§ **PROBLEM REQUIREMENTS**
Please copy out every line in the records below that includes the word "axum".

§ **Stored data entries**
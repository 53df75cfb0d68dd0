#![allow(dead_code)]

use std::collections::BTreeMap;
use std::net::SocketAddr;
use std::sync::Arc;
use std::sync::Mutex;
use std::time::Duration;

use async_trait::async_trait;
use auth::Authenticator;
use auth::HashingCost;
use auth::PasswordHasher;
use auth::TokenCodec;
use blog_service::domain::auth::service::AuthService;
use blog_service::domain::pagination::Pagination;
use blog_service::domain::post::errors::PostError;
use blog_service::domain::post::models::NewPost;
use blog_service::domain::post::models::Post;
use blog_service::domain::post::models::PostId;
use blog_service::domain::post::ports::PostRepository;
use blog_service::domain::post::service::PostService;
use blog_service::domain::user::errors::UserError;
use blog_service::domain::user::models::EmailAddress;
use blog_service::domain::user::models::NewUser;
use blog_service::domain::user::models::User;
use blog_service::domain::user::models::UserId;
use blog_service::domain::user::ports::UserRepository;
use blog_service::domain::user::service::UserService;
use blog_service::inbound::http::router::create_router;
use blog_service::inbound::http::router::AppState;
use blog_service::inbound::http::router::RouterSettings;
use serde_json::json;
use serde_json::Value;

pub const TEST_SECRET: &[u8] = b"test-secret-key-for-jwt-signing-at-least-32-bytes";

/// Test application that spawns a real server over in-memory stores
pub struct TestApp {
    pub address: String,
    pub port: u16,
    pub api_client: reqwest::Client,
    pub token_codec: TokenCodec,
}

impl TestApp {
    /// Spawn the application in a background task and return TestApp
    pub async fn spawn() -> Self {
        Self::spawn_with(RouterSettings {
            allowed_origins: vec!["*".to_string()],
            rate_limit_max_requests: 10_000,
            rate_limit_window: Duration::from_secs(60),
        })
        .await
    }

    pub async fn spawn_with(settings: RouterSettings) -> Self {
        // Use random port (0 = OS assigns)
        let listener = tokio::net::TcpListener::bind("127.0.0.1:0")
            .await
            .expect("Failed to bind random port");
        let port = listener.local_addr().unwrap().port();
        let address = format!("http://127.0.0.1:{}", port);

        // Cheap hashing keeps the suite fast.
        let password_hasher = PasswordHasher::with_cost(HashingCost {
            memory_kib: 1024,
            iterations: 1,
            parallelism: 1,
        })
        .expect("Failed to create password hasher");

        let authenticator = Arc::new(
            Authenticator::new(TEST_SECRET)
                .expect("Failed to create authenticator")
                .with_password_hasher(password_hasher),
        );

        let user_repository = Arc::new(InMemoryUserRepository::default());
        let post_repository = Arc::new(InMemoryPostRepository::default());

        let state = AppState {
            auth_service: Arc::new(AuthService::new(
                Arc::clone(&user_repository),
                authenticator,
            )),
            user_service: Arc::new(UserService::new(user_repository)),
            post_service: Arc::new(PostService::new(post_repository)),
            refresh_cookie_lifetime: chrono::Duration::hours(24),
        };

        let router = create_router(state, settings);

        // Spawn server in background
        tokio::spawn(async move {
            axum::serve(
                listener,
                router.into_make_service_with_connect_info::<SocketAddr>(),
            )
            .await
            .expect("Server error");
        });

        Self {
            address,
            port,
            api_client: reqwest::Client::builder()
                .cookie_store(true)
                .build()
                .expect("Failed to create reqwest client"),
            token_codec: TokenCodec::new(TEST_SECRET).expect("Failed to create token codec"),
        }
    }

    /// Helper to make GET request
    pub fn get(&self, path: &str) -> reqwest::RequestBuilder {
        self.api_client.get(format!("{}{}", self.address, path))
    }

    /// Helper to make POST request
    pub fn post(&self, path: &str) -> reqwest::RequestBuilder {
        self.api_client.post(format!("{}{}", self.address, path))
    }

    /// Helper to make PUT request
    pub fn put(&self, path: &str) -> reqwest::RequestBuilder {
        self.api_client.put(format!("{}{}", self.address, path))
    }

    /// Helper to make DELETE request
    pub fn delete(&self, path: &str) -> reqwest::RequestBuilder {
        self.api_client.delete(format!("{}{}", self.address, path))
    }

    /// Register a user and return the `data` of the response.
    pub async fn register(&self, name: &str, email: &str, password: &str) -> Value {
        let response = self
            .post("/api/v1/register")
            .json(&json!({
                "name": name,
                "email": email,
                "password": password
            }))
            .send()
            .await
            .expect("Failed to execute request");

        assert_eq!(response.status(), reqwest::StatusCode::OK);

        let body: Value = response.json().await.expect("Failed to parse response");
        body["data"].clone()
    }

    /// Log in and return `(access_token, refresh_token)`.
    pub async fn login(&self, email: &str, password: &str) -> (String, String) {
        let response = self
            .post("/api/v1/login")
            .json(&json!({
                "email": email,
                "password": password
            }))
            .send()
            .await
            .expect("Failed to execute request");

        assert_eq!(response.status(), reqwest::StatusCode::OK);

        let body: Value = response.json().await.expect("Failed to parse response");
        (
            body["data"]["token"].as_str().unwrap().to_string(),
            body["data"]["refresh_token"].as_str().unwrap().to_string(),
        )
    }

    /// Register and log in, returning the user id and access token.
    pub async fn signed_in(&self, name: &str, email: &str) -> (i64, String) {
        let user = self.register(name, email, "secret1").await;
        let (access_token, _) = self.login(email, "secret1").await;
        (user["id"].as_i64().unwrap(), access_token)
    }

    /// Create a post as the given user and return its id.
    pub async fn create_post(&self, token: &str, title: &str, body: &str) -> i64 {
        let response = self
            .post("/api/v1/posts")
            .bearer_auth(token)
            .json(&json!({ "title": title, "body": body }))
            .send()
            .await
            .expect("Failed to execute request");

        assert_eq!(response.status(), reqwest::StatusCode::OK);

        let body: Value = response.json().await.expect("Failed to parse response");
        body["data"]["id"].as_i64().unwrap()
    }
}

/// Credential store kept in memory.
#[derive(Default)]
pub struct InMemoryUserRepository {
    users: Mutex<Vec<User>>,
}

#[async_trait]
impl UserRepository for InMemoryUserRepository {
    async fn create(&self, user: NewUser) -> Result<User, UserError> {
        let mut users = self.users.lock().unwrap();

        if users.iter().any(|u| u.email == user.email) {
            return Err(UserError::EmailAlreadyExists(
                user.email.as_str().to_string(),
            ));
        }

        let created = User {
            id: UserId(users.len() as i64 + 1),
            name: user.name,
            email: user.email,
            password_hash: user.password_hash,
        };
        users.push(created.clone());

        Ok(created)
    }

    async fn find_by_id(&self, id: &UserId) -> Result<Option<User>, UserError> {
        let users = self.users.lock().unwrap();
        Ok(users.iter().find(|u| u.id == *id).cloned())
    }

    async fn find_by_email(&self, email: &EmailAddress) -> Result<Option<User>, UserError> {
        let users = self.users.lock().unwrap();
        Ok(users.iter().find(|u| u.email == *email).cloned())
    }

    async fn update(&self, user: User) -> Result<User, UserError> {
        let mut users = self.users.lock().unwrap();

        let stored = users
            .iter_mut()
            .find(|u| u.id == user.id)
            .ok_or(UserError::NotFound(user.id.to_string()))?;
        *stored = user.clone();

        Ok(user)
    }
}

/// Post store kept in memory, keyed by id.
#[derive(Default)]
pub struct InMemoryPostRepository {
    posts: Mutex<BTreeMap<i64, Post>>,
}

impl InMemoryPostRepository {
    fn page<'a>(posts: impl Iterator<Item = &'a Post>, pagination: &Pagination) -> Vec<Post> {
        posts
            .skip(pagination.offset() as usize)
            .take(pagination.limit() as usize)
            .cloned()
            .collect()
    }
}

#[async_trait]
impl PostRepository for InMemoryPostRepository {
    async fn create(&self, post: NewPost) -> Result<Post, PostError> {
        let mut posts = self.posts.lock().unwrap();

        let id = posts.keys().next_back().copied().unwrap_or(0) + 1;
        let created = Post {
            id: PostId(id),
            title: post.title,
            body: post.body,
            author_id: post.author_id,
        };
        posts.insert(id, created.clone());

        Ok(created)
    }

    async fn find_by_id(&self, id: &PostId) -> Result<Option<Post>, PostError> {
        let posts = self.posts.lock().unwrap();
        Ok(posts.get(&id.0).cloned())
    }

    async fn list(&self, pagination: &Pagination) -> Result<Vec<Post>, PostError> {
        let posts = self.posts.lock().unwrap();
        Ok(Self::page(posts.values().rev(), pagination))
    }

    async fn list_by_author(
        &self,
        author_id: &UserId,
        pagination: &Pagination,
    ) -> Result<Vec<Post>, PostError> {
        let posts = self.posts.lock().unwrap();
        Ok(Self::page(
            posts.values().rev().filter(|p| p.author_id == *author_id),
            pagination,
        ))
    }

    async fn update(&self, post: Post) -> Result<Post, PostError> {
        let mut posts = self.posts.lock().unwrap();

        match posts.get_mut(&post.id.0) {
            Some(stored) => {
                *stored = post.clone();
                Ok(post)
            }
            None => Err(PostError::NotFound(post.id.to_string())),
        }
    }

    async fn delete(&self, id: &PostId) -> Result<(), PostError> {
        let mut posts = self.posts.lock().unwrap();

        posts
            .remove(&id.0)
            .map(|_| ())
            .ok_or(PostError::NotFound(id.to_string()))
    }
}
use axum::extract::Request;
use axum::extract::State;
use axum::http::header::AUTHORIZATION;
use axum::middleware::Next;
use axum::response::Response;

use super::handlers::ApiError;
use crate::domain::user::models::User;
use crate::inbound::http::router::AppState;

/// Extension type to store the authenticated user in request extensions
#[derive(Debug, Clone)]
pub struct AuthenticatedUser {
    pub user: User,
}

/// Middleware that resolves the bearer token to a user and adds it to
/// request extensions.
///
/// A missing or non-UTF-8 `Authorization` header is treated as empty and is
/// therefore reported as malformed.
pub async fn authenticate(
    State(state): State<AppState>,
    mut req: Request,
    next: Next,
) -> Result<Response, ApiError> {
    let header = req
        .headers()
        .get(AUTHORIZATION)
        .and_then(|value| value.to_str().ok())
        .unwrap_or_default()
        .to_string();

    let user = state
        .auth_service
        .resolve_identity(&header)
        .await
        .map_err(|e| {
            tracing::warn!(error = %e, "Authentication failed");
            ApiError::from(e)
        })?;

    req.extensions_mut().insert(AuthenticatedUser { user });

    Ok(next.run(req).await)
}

§ **WRITTEN REPLY**
            axum::serve(
use axum::extract::Request;
use axum::extract::State;
use axum::http::header::AUTHORIZATION;
use axum::middleware::Next;
use axum::response::Response;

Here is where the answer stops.